Investors are finding themselves with a new kind of balancing act -- one in which they have to juggle with three major regions posing three significantly different circumstances.
Europe's bank stress testing, the focus of much of the past week's market focus, is but one ball in the air.
First there is the United States, which is believed to be facing another slowdown, if not a double-dip recession.
Then there is Europe, suffering a debt crisis and austerity-bound, yet suddenly surprising everyone with an unexpected burst of economic vigor.
Thirdly, comes Asia, growing away so merrily that investors are beginning to be concerned that too much zeal will be exercised in trying to slow things down.
On top of that there is the decoupling of economics and earnings -- keeping bond yields down and lifting stocks. The latest investment flow data from EPFR Global showed yield hungry but skittish investors flooding into bonds, but world stocks are up more than 7 percent for the month.
We are really in a much more difficult stage of the recovery right now, Michala Marcussen, head of global economics at Societe Generale, said at a briefing with Reuters journalists.
She described markets as struggling with a rotating crisis in which one problem in one region becomes the focus of concern, only to be quickly replaced by another in another region.
That ping pong is likely to go on for some time, she said.
Entering the new week, investors will first have to deal with any fallout from the stress tests of 91 European banks, due out of Friday after much fanfare.
Markets have been fairly calm about the tests, which, with Greece and other peripheral euro zone economies in mind, were designed to see how banks would fare in serious future crises.
The consensus has been that some smaller banks may fail but that the amounts needed to recapitalize them against future crises would be manageable or indeed in many cases have already been put on one side by governments.
Franz Wenzel, strategist at AXA Investment Managers in Paris, sees no broad impact for equities from the results, even if a number of small banks need to have capital hikes.

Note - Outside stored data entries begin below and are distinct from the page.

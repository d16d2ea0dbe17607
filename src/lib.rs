//! Cribcall: an infant audio monitor that phones home.
//!
//! The engine samples ambient sound, debounces sustained noise into an alarm
//! signal, and notifies a configured contact by outbound call or script while
//! arbitrating phone-call state so alerting and monitoring never collide.

pub mod audio;
pub mod config;
pub mod contact;
mod logging;
pub mod monitor;
pub mod notify;
pub mod settings;
pub mod telephony;
mod telemetry;
pub mod timer;

pub use logging::{
    crash_log_path, init_logging, log_debug, log_debug_content, log_file_path, log_panic,
};
pub use telemetry::init_tracing;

Recapitalization will affect the usual suspects: small regional banks. But all this will be done in a smooth and harmonized way with local authorities, and it shouldn't be a market-disruption event, he said.
Of much more impact, however, may be highly surprising signs of economic revival in Europe.

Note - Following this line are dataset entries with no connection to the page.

//! Contact notification: outbound alert calls, user scripts, and missed-call
//! SMS notices.
//!
//! One notification episode runs at a time, guarded by a pending flag. Every
//! episode ends in exactly one `NotifyFinished`, whichever of the four
//! resolution paths fires first (call established then ended, call never
//! answered, or script exit).

mod script;

pub use script::ScriptRunner;

use crate::log_debug;
use crate::settings::MonitorConfig;
use crate::telephony::TelephonyBackend;
use crate::timer::{TimerId, TimerSet};
use anyhow::Result;
use std::path::{Path, PathBuf};
use std::time::Duration;

/// Launches the user notify script without blocking the control thread
/// beyond the start handshake. Completion arrives later as a control event.
pub trait ProcessRunner {
    fn launch(&mut self, script: &Path, args: &[String]) -> Result<()>;
}

/// Outbound SMS seam.
pub trait Messaging {
    fn send_sms(&mut self, to: &str, body: &str) -> Result<()>;
}

/// Messaging stub for setups without an SMS transport.
pub struct NullMessaging;

impl Messaging for NullMessaging {
    fn send_sms(&mut self, _to: &str, body: &str) -> Result<()> {
        log_debug(&format!("sms transport not wired, dropping notice: {body}"));
        Ok(())
    }
}

/// Notification statistics, monotonic until the next arming of the monitor.
#[derive(Debug, Clone, Copy, Default, PartialEq, Eq)]
pub struct NotifyStats {
    pub invoked: u32,
    pub taken: u32,
    pub timed_out: u32,
    pub errored: u32,
}

impl NotifyStats {
    /// Summary text the shell shows on deactivation.
    pub fn summary(&self) -> String {
        if self.invoked == 0 {
            return "No notifications took place.".to_string();
        }
        format!(
            "Notifications total: {}\nCalls taken: {}\nUnanswered or timed out: {}",
            self.invoked, self.taken, self.timed_out
        )
    }
}

/// Dispatches one notification attempt at a time and tracks its resolution.
pub struct Notifier {
    contact_name: String,
    contact_number: String,
    contact_display: String,
    script: Option<PathBuf>,
    call_setup: Duration,
    call_hold: Duration,
    send_sms: bool,
    pending: bool,
    stats: NotifyStats,
}

impl Notifier {
    pub fn new(cfg: &MonitorConfig) -> Self {
        Self {
            contact_name: cfg.contact.name.clone(),
            contact_number: cfg.contact.number.clone(),
            contact_display: cfg.contact.display_string(),
            script: cfg.notify_script.clone(),
            call_setup: cfg.call_setup,
            call_hold: cfg.call_hold,
            send_sms: cfg.send_sms,
            pending: false,
            stats: NotifyStats::default(),
        }
    }

    pub fn pending(&self) -> bool {
        self.pending
    }

    /// Whether notification runs a script instead of placing a call.
    pub fn uses_script(&self) -> bool {
        self.script.is_some()
    }

    pub fn stats(&self) -> NotifyStats {
        self.stats
    }

    pub fn reset_stats(&mut self) {
        self.stats = NotifyStats::default();
    }

    /// Start a notification episode. Returns whether one is now pending.
    ///
    /// A second request while one is in flight is refused, not queued.
    pub fn notify(
        &mut self,
        tel: &mut dyn TelephonyBackend,
        runner: &mut dyn ProcessRunner,
        timers: &mut TimerSet,
    ) -> bool {
        self.stats.invoked += 1;

        if self.pending {
            self.stats.errored += 1;
            log_debug("notification already pending, denying new request");
            return false;
        }

        let method = if self.script.is_some() { "script" } else { "call" };
        self.pending = match self.script.clone() {
            Some(script) => self.notify_script(runner, &script),
            None => self.notify_call(tel, timers),
        };
        tracing::info!(
            target: "cribcall::notify",
            pending = self.pending,
            method,
            "notification dispatched"
        );
        self.pending
    }

    fn notify_call(&mut self, tel: &mut dyn TelephonyBackend, timers: &mut TimerSet) -> bool {
        if let Err(err) = tel.dial(&self.contact_number) {
            self.stats.errored += 1;
            log_debug(&format!(
                "call initiation to {} failed: {err:#}",
                self.contact_display
            ));
            return false;
        }
        log_debug(&format!("call initiated to {}", self.contact_display));

        // Abort the call if it is not answered in time.
        timers.arm(TimerId::NotifyGuard, self.call_setup);
        true
    }

    fn notify_script(&mut self, runner: &mut dyn ProcessRunner, script: &Path) -> bool {
        let args = vec![self.contact_name.clone(), self.contact_number.clone()];
        match runner.launch(script, &args) {
            Ok(()) => {
                log_debug(&format!("started notify script '{}'", script.display()));
                true
            }
            Err(err) => {
                log_debug(&format!(
                    "failed to start notify script '{}': {err:#}",
                    script.display()
                ));
                false
            }
        }
    }

    /// Call audio came up or went down. Returns true when this resolved the
    /// pending episode.
    pub fn on_call_status(&mut self, established: bool, timers: &mut TimerSet) -> bool {
        // Status updates only matter while a notification is in flight.
        if !self.pending {
            return false;
        }

        if established {
            self.stats.taken += 1;
            log_debug("notification call taken, extending guard timer");
            // The setup guard becomes the hold bound for the live call.
            timers.arm(TimerId::NotifyGuard, self.call_hold);
            false
        } else {
            log_debug("notification call ended");
            timers.cancel(TimerId::NotifyGuard);
            self.pending = false;
            true
        }
    }

    /// The guard timer expired, either unanswered setup or an overlong call.
    /// Returns true when this resolved the pending episode.
    pub fn on_guard_expired(&mut self, tel: &mut dyn TelephonyBackend) -> bool {
        if !self.pending {
            return false;
        }

        self.stats.timed_out += 1;
        log_debug("notification guard timeout, releasing call");
        if let Err(err) = tel.release() {
            log_debug(&format!("call release failed: {err:#}"));
        }
        self.pending = false;
        true
    }

    /// The notify script terminated. Returns true when this resolved the
    /// pending episode.
    pub fn on_script_exited(&mut self, code: i32) -> bool {
        if !self.pending {
            return false;
        }
        log_debug(&format!("notify script exited with code {code}"));
        self.pending = false;
        true
    }

    /// Inform the contact that an incoming call was rejected.
    pub fn notify_missed_call(&mut self, messaging: &mut dyn Messaging, caller: &str) {
        if !self.send_sms {
            return;
        }
        let body = format!("Cribcall: an incoming phone call was rejected: {caller}");
        match messaging.send_sms(&self.contact_number, &body) {
            Ok(()) => log_debug("missed call sms sent"),
            Err(err) => log_debug(&format!("missed call sms failed: {err:#}")),
        }
    }
}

European purchasing managers' indexes in the past week showed private sector business activity accelerating in July, surprising economists who had expected a slowdown.
They indicated third-quarter euro zone growth of around 0.6-0.7 percent, double the 0.3 percent forecast in the most recent Reuters poll.
This was followed up by German business sentiment posting a record jump in July to its highest level in three years.
Non-euro zone member Britain also surprised with its economy growing twice as fast as expected in the second quarter of this year propelled by a sharp pick-up in services and the biggest rise in construction in almost 50 years.
Investors being investors, of course, these robust numbers triggered some new concerns about monetary tightening -- hence the spike in the euro and pound against the dollar.
The biggest piece of data likely to focus investors' attention in the coming week is U.S. second-quarter GDP, out on Friday.
The U.S. economy is clearly coming off the boil, if, indeed, it was boiling. After three quarters of solid growth it is showing signs of slowing with firms still reluctant to hire and the housing sector seemingly unable to exit a prolonged rut.
It was enough, during the past week to prompt promises from Federal Reserve Chairman Ben Bernanke for more action if there are further signs of faltering.
This would particularly be the case if jobs don't pick up.
We are ready and will act if the economy does not continue to improve, if we don't see the kind of improvements in the labor market that we are hoping for and expecting, he told the House of Representatives Financial Services Committee.
This admission that all is not well has broad implications for investors even if other global drivers -- major emerging market economies, such as China, and now Europe -- are still on the upswing.
The question could turn out to be whether markets and other economies can thrive without the U.S. engine. History suggests not.